━━━ Recorded information

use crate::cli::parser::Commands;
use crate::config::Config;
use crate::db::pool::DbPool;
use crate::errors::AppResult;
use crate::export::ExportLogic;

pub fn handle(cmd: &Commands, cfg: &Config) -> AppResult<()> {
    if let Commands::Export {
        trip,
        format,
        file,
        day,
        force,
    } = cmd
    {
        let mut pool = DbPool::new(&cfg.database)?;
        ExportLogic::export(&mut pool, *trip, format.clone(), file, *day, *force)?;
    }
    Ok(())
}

━━━━━━
━━━ Recorded information

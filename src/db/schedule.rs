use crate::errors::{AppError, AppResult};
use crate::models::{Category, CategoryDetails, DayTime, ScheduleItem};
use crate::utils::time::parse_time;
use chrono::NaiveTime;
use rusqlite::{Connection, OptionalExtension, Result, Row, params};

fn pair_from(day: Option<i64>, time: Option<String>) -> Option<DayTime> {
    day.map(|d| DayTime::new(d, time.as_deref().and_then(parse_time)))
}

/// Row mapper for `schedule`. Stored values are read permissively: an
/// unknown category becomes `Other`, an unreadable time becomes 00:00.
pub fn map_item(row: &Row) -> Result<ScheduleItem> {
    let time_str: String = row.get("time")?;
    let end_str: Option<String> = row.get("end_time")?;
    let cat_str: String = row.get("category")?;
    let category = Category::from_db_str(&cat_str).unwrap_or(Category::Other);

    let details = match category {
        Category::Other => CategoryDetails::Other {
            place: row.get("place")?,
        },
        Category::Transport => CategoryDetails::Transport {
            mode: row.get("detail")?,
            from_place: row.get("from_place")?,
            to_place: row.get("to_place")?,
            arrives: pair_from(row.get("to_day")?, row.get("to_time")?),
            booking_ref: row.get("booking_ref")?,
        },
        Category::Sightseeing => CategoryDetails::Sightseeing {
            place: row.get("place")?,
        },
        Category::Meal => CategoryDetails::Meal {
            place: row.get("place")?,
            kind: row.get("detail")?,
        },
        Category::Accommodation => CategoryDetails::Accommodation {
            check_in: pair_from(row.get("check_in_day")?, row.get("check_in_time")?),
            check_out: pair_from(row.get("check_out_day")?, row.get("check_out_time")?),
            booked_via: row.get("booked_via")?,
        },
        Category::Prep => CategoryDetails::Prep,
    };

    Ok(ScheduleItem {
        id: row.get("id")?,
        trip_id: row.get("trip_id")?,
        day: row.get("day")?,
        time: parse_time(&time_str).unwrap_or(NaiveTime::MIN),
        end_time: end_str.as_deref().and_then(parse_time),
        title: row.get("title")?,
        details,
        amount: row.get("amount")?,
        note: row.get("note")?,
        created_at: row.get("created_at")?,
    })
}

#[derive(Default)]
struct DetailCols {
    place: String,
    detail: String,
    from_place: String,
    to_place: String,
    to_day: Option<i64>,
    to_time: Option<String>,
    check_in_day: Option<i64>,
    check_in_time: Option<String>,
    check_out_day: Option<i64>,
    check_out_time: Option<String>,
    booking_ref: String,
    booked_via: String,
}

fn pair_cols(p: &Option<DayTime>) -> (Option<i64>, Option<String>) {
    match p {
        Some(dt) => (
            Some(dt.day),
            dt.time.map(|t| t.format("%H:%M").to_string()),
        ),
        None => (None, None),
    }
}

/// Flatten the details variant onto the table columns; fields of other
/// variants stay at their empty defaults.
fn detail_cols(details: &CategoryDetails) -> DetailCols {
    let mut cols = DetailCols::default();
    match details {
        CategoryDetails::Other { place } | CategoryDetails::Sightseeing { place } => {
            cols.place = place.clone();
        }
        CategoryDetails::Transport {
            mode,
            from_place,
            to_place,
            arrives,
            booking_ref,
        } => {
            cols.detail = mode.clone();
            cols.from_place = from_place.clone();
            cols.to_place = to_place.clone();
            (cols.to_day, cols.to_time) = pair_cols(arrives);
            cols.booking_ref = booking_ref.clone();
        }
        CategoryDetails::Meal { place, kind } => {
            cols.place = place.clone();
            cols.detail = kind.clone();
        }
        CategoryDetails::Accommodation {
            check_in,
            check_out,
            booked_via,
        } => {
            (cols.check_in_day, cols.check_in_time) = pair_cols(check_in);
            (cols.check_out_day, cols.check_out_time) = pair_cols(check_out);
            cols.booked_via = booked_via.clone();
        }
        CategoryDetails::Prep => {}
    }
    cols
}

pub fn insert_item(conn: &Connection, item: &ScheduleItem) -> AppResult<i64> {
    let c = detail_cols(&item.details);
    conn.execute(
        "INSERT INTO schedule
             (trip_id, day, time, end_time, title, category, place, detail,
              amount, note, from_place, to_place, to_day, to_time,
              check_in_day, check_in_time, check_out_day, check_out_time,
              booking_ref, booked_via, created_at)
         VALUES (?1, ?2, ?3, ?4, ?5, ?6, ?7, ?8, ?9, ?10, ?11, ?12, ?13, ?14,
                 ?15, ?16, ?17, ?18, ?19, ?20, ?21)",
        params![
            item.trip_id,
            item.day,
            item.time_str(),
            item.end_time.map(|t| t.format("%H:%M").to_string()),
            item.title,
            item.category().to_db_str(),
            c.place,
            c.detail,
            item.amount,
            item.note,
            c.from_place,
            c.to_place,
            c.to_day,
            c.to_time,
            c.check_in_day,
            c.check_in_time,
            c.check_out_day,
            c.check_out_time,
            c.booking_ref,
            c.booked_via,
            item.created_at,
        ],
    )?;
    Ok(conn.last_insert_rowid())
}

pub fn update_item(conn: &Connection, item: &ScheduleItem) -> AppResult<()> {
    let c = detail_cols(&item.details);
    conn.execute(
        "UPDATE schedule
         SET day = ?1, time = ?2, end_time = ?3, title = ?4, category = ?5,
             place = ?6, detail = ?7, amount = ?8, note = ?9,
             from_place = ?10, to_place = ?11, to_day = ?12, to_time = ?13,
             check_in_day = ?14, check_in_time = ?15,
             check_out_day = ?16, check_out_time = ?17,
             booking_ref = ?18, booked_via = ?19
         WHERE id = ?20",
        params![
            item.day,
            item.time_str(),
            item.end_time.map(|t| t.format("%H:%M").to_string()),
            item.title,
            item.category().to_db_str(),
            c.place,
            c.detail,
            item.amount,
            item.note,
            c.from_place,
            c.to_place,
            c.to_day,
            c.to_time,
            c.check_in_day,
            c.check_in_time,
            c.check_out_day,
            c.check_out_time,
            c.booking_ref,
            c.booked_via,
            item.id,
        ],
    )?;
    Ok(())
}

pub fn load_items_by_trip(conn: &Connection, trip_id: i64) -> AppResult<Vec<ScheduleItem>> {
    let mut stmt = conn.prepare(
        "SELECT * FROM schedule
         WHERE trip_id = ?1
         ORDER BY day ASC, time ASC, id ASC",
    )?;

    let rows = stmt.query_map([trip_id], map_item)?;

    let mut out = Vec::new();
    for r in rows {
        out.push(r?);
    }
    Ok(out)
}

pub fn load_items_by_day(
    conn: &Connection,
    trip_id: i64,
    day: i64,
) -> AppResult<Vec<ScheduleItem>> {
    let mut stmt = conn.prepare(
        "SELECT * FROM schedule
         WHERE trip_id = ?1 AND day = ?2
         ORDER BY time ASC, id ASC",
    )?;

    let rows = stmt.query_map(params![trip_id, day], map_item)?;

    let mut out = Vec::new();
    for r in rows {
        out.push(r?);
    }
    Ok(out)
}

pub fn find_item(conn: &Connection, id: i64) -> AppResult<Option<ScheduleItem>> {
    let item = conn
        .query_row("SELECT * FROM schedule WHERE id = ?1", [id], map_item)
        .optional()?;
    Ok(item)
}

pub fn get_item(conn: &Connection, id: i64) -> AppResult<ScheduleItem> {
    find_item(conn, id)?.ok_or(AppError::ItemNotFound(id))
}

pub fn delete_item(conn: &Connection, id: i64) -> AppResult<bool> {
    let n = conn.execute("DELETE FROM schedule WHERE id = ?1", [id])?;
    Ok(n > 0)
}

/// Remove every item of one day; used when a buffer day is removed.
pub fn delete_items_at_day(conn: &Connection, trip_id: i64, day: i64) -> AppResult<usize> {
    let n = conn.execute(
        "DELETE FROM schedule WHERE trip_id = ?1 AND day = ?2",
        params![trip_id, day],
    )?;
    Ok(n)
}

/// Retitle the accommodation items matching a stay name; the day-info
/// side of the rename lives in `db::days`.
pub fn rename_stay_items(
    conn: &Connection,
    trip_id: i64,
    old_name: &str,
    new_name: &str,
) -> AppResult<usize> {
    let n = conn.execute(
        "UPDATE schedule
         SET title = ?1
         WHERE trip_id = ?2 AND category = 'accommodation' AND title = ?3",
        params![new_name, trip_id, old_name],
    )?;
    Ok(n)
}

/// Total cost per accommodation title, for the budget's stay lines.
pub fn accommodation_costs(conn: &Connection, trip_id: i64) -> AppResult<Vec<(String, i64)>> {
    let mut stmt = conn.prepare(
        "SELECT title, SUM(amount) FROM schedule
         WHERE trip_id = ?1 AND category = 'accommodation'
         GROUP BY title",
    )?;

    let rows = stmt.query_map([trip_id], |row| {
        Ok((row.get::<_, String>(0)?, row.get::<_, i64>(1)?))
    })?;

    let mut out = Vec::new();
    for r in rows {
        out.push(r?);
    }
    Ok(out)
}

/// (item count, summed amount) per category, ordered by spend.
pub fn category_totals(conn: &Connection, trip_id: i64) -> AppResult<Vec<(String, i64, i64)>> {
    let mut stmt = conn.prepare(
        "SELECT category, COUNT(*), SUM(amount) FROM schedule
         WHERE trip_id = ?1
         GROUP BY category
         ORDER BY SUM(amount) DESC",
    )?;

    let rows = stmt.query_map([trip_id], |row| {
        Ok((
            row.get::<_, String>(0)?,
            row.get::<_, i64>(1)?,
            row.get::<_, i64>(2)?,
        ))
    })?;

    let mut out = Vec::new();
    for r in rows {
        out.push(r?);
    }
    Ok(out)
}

━━━━━━

Work instruction: Return every line of the preceding records in which the word "params" appears.

Task solution:
use rusqlite::{Connection, OptionalExtension, Result, Row, params};
        params![
        params![
    let rows = stmt.query_map(params![trip_id, day], map_item)?;
        params![trip_id, day],
        params![new_name, trip_id, old_name],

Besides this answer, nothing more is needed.